World J Gastroenterol. Mar 14, 2006; 12(10): 1529-1535
Published online Mar 14, 2006. doi: 10.3748/wjg.v12.i10.1529
Figure 1
Figure 1 PCR amplification of the complete coding region of Chibby mRNA. The Chibby coding region was amplified using RT-PCR. All colon carcinoma cell lines were shown to express full-length Chibby mRNA. Expression levels cannot be estimated from this experiment as the PCR was carried out to saturation in order to illustrate full-length mRNA expression and to obtain enough PCR products for sequencing. β-actin amplification served as control to ascertain the integrity of the cDNA in all samples.
Figure 2
Figure 2 Quantification of Chibby expression in colon carcinoma cell lines.
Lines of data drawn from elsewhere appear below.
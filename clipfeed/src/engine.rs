//! Feed engine: the surface the transition controller talks to.
//!
//! ```text
//!            ┌──────────────┐ peek/consume ┌────────────────┐
//!  swipe ──▶ │  FeedEngine  │ ───────────▶ │ PreloadSlot ×2 │
//!            └──────┬───────┘              └───────▲────────┘
//!                   │ advance_cache_window         │ preload
//!                   ▼                              │
//!            ┌──────────────┐   fill   ┌───────────┴──┐
//!            │  CacheStore  │ ◀─────── │  FillWorker  │
//!            └──────────────┘          └──────────────┘
//! ```
//!
//! The engine owns one instance of each collaborator; nothing is global.

use crate::arbiter::Arbiter;
use crate::config::FeedConfig;
use crate::error::{FeedError, Result};
use crate::fill::FillWorker;
use crate::preload::{
    BufferIndicator, Direction, DirectionInfo, PreloadSlot, PreparedSession, Preloader,
};
use crate::provider::FeedProvider;
use chrono::{DateTime, Utc};
use clipcache::{PlaybackHistory, WindowReport};
use clipsource::{IdentifierSource, Player, Session, SessionFactory};
use std::collections::HashMap;
use std::sync::atomic::{AtomicBool, Ordering};
use std::sync::{Arc, Mutex as StdMutex, PoisonError};
use std::time::Duration;
use tokio::sync::{watch, Mutex};
use tokio::task::{AbortHandle, JoinHandle};
use tokio_util::sync::CancellationToken;
use tracing::{debug, info, warn};

struct Inner {
    config: FeedConfig,
    provider: Arc<dyn FeedProvider>,
    factory: Arc<dyn SessionFactory>,
    arbiter: Arbiter,
    fill: Option<FillWorker>,
    preloader: Arc<Preloader>,
    history: Arc<Mutex<PlaybackHistory>>,
    tasks: StdMutex<HashMap<Direction, AbortHandle>>,
    running: AtomicBool,
    shutdown: CancellationToken,
}

#[derive(Clone)]
pub struct FeedEngine {
    inner: Arc<Inner>,
}

impl FeedEngine {
    pub fn new(
        provider: Arc<dyn FeedProvider>,
        factory: Arc<dyn SessionFactory>,
        player: Arc<dyn Player>,
        config: FeedConfig,
    ) -> Self {
        let shutdown = CancellationToken::new();
        let arbiter = Arbiter::new(config.arbiter.watchdog());
        let history = Arc::new(Mutex::new(PlaybackHistory::new(
            config.history.max_sessions,
        )));

        let fill = provider.general_caching().map(|caching| {
            let source: Arc<dyn IdentifierSource> = caching.selection().clone();
            FillWorker::new(
                caching.cache().clone(),
                source,
                Arc::clone(&factory),
                arbiter.clone(),
                config.fill.clone(),
                shutdown.clone(),
            )
        });

        let preloader = Arc::new(Preloader::new(
            Arc::clone(&provider),
            Arc::clone(&factory),
            player,
            arbiter.clone(),
            fill.clone(),
            Arc::clone(&history),
            config.preload.clone(),
            shutdown.clone(),
        ));

        info!(feed = provider.name(), "Feed engine created");
        Self {
            inner: Arc::new(Inner {
                config,
                provider,
                factory,
                arbiter,
                fill,
                preloader,
                history,
                tasks: StdMutex::new(HashMap::new()),
                running: AtomicBool::new(false),
                shutdown,
            }),
        }
    }

    pub fn config(&self) -> &FeedConfig {
        &self.inner.config
    }

    pub fn arbiter(&self) -> &Arbiter {
        &self.inner.arbiter
    }

    pub fn fill_worker(&self) -> Option<&FillWorker> {
        self.inner.fill.as_ref()
    }

    pub fn is_running(&self) -> bool {
        self.inner.running.load(Ordering::SeqCst)
    }

    /// Puts a first session on screen, then preloads both directions.
    ///
    /// The first session is obtained synchronously: from the cache after a
    /// startup fill for the main feed, from the list position for bounded
    /// feeds.
    pub async fn start(&self) -> Result<Arc<Session>> {
        if self.inner.shutdown.is_cancelled() {
            return Err(FeedError::NotRunning);
        }
        if self.is_running() {
            if let Some(current) = self.current().await {
                return Ok(current);
            }
        }

        let first = self.first_session().await?;
        self.inner.history.lock().await.push(Arc::clone(&first));
        self.inner.arbiter.set_first_session_ready();
        self.inner.running.store(true, Ordering::SeqCst);
        info!(
            feed = self.inner.provider.name(),
            identifier = first.identifier(),
            "First session ready"
        );

        for direction in Direction::ALL {
            self.spawn_preload(direction);
        }
        Ok(first)
    }

    async fn first_session(&self) -> Result<Arc<Session>> {
        let attempts = self.inner.config.fill.startup_attempts.max(1);

        if let Some(caching) = self.inner.provider.general_caching() {
            if let Some(fill) = &self.inner.fill {
                // first session not ready yet: this never spawns a task
                let _ = fill.ensure_filled().await;
            }
            return caching
                .cache()
                .pop()
                .await
                .ok_or(FeedError::StartupFailed(attempts));
        }

        let Some(list) = self.inner.provider.bounded_history() else {
            return Err(FeedError::StartupFailed(0));
        };
        let token = self.inner.shutdown.child_token();
        for attempt in 1..=attempts {
            let Some(identifier) = list.identifier_at(list.position()) else {
                break;
            };
            match self.inner.factory.build(&identifier, &token).await {
                Ok(session) => return Ok(Arc::new(session)),
                Err(e) if e.is_content_failure() => {
                    warn!(identifier = %identifier, "Skipping unplayable list entry: {}", e);
                    if !list.step(Direction::Next) {
                        break;
                    }
                }
                Err(e) => {
                    warn!(attempt, identifier = %identifier, "First session build failed: {}", e);
                }
            }
        }
        Err(FeedError::StartupFailed(attempts))
    }

    /// Restarts the preload of `direction`, aborting the one in flight.
    pub fn spawn_preload(&self, direction: Direction) -> JoinHandle<Result<bool>> {
        let preloader = Arc::clone(&self.inner.preloader);
        let handle = tokio::spawn(async move { preloader.preload(direction).await });

        let previous = self
            .inner
            .tasks
            .lock()
            .unwrap_or_else(PoisonError::into_inner)
            .insert(direction, handle.abort_handle());
        if let Some(previous) = previous {
            previous.abort();
        }
        handle
    }

    pub fn preload_next(&self) -> JoinHandle<Result<bool>> {
        self.spawn_preload(Direction::Next)
    }

    pub fn preload_previous(&self) -> JoinHandle<Result<bool>> {
        self.spawn_preload(Direction::Previous)
    }

    fn slot(&self, direction: Direction) -> &PreloadSlot {
        self.inner.preloader.slot(direction)
    }

    /// Ready session of the next direction, left in place.
    pub fn peek_next(&self) -> Option<Arc<Session>> {
        self.slot(Direction::Next).ready_session()
    }

    pub fn peek_previous(&self) -> Option<Arc<Session>> {
        self.slot(Direction::Previous).ready_session()
    }

    pub fn is_next_ready(&self) -> bool {
        self.slot(Direction::Next).is_ready()
    }

    pub fn is_previous_ready(&self) -> bool {
        self.slot(Direction::Previous).is_ready()
    }

    pub async fn consume_next(&self) -> Result<PreparedSession> {
        self.consume(Direction::Next).await
    }

    pub async fn consume_previous(&self) -> Result<PreparedSession> {
        self.consume(Direction::Previous).await
    }

    /// Hands over the ready session of `direction` and makes it current.
    ///
    /// Fails with [`FeedError::NotReady`] while the slot is not ready; the
    /// caller keeps the current session on screen.
    async fn consume(&self, direction: Direction) -> Result<PreparedSession> {
        if !self.is_running() {
            return Err(FeedError::NotRunning);
        }
        let prepared = self
            .slot(direction)
            .take_ready()
            .ok_or(FeedError::NotReady(direction))?;

        {
            let mut history = self.inner.history.lock().await;
            let identifier = prepared.session.identifier();
            let same = |s: Option<Arc<Session>>| s.is_some_and(|s| s.identifier() == identifier);
            if same(history.peek_next()) {
                history.forward();
            } else if same(history.peek_previous()) {
                history.back();
            } else {
                match direction {
                    Direction::Next => history.push(Arc::clone(&prepared.session)),
                    Direction::Previous => history.push_behind(Arc::clone(&prepared.session)),
                }
            }
        }
        if let Some(list) = self.inner.provider.bounded_history() {
            // unplayable entries may have been skipped
            match list.locate(direction, prepared.session.identifier()) {
                Some(index) => list.set_position(index),
                None => {
                    list.step(direction);
                }
            }
        }

        info!(
            direction = %direction,
            identifier = prepared.session.identifier(),
            latency_ms = prepared.latency.map(|l| l.as_millis() as u64),
            "Transition"
        );
        for direction in Direction::ALL {
            self.spawn_preload(direction);
        }
        Ok(prepared)
    }

    /// Slides the cache window after a transition.
    ///
    /// When the current session is the oldest cached entry the window
    /// advances (eviction then refill); otherwise a cached copy of the current
    /// session is dropped and the window is only topped up, so unwatched
    /// entries survive backward swipes. `None` for feeds without a cache.
    pub async fn advance_cache_window(&self) -> Option<WindowReport> {
        let caching = self.inner.provider.general_caching()?;
        let cache = caching.cache();
        let source: &dyn IdentifierSource = &**caching.selection();
        let factory = self.inner.factory.as_ref();
        let token = self.inner.shutdown.child_token();

        let current = self.current().await;
        let at_front = match (&current, cache.peek().await) {
            (Some(current), Some(front)) => current.identifier() == front.identifier(),
            _ => false,
        };

        let report = if at_front {
            cache.advance_window(source, factory, &token).await
        } else {
            if let Some(current) = &current {
                if cache.remove(current.identifier()).await.is_some() {
                    debug!(identifier = current.identifier(), "Current session left the cache");
                }
            }
            cache.top_up(source, factory, &token).await
        };
        Some(report)
    }

    pub async fn buffer_indicator(&self, direction: Direction) -> BufferIndicator {
        let slot = self.slot(direction);
        if slot.is_ready() {
            return BufferIndicator::Ready;
        }
        if slot.has_session() {
            return BufferIndicator::CachedNotReady;
        }
        if direction == Direction::Next {
            if let Some(caching) = self.inner.provider.general_caching() {
                if caching.cache().count().await > 0 {
                    return BufferIndicator::CachedNotReady;
                }
            }
        }
        BufferIndicator::Empty
    }

    pub async fn current(&self) -> Option<Arc<Session>> {
        self.inner.history.lock().await.current()
    }

    /// Marks the current session as favorite and returns the timestamp.
    pub async fn favorite_current(&self) -> Option<DateTime<Utc>> {
        let current = self.current().await?;
        let now = Utc::now();
        current.set_favorited_at(Some(now));
        info!(identifier = current.identifier(), "Session added to favorites");
        Some(now)
    }

    /// Drops an unplayable session from the cache, the history and any slot
    /// holding it; affected directions are preloaded again.
    pub async fn report_content_failure(&self, identifier: &str) {
        warn!(identifier, "Content failure reported");
        self.inner.preloader.drop_content(identifier).await;

        for direction in Direction::ALL {
            let slot = self.slot(direction);
            if slot.holds(identifier) {
                slot.invalidate();
                if self.is_running() {
                    self.spawn_preload(direction);
                }
            }
        }
    }

    pub fn subscribe(&self, direction: Direction) -> watch::Receiver<Option<DirectionInfo>> {
        self.slot(direction).subscribe()
    }

    pub fn preload_latency(&self, direction: Direction) -> Option<Duration> {
        self.slot(direction).latency()
    }

    pub async fn history_len(&self) -> usize {
        self.inner.history.lock().await.len()
    }

    /// Stops every task and releases the prepared handles.
    pub fn shutdown(&self) {
        if self.inner.shutdown.is_cancelled() {
            return;
        }
        self.inner.running.store(false, Ordering::SeqCst);
        self.inner.shutdown.cancel();

        let tasks: Vec<AbortHandle> = self
            .inner
            .tasks
            .lock()
            .unwrap_or_else(PoisonError::into_inner)
            .drain()
            .map(|(_, handle)| handle)
            .collect();
        for task in tasks {
            task.abort();
        }
        self.inner.preloader.invalidate_all();
        info!(feed = self.inner.provider.name(), "Feed engine stopped");
    }
}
The amount of Chibby mRNA expression was carefully quantified by real-time PCR. All colon carcinoma cell lines showed down-regulation of Chibby mRNA expression in comparison to colon epithelial cells (CEC) and HT29 M3 cells, a cell line derived from HT29 cells that is considered to be a highly differentiated colon carcinoma cell line (black bars). Treatment of cells with the demethylating agent 5-azacytidine caused a modest increase in Chibby mRNA levels in SW48, SW480, and CaCo2 cells, but not in the other cell lines (grey bars). HT29 M3 cells were used as controls for the demethylation experiments as the experiment could not have been performed with primary CEC due to culture conditions.
Figure 3
Figure 3 Expression of Chibby in transfected SW480 cells. A: Western blot analysis showing Chibby protein expression levels in untransfected (mock), control vector, or Chibby transfected SW480 cells. B: immunofluorescence staining of flag-tagged Chibby transfected SW480 cells. Nuclei were stained with DAPI in blue, flag-tagged Chibby was detected with FITC-labelled anti-flag antibody (green). C: TOPflash reporter gene assays showing inhibition of β-catenin signalling after transfection of SW480 cells with Chibby expression plasmid.
Figure 4
Figure 4 Proliferation Assay. Analysis of the cells over-expressing Chibby could not altered doubling time in comparison to mock or control transfected SW480 cells. Assays were performed in triplicates.
Figure 5
Figure 5 Chibby mRNA expression levels in colorectal tumor and corresponding normal tissue samples. Quantitative RT-PCR showing Chibby mRNA expression levels in matched pairs of tumor and normal colorectal tissue of 3 different patients.